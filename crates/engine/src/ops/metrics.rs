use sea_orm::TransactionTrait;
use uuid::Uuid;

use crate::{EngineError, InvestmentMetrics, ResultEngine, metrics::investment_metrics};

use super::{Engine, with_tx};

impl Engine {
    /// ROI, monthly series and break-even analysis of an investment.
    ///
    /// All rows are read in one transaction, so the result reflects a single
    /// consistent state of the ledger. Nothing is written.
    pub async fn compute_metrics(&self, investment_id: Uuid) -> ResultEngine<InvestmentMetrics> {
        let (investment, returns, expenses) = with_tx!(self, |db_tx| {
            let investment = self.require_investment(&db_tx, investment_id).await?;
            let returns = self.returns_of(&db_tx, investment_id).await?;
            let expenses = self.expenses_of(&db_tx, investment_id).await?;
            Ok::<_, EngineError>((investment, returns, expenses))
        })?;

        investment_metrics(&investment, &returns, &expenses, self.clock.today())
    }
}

──────────

THE PROBLEM: From the first line to the last, copy the records exactly as they appear above.

ANSWER TO THE PROBLEM:
filename crates/engine/src/ops/metrics.rs
use sea_orm::TransactionTrait;
use uuid::Uuid;

use crate::{EngineError, InvestmentMetrics, ResultEngine, metrics::investment_metrics};

use super::{Engine, with_tx};

impl Engine {
    /// ROI, monthly series and break-even analysis of an investment.
    ///
    /// All rows are read in one transaction, so the result reflects a single
    /// consistent state of the ledger. Nothing is written.
    pub async fn compute_metrics(&self, investment_id: Uuid) -> ResultEngine<InvestmentMetrics> {
        let (investment, returns, expenses) = with_tx!(self, |db_tx| {
            let investment = self.require_investment(&db_tx, investment_id).await?;
            let returns = self.returns_of(&db_tx, investment_id).await?;
            let expenses = self.expenses_of(&db_tx, investment_id).await?;
            Ok::<_, EngineError>((investment, returns, expenses))
        })?;

        investment_metrics(&investment, &returns, &expenses, self.clock.today())
    }
}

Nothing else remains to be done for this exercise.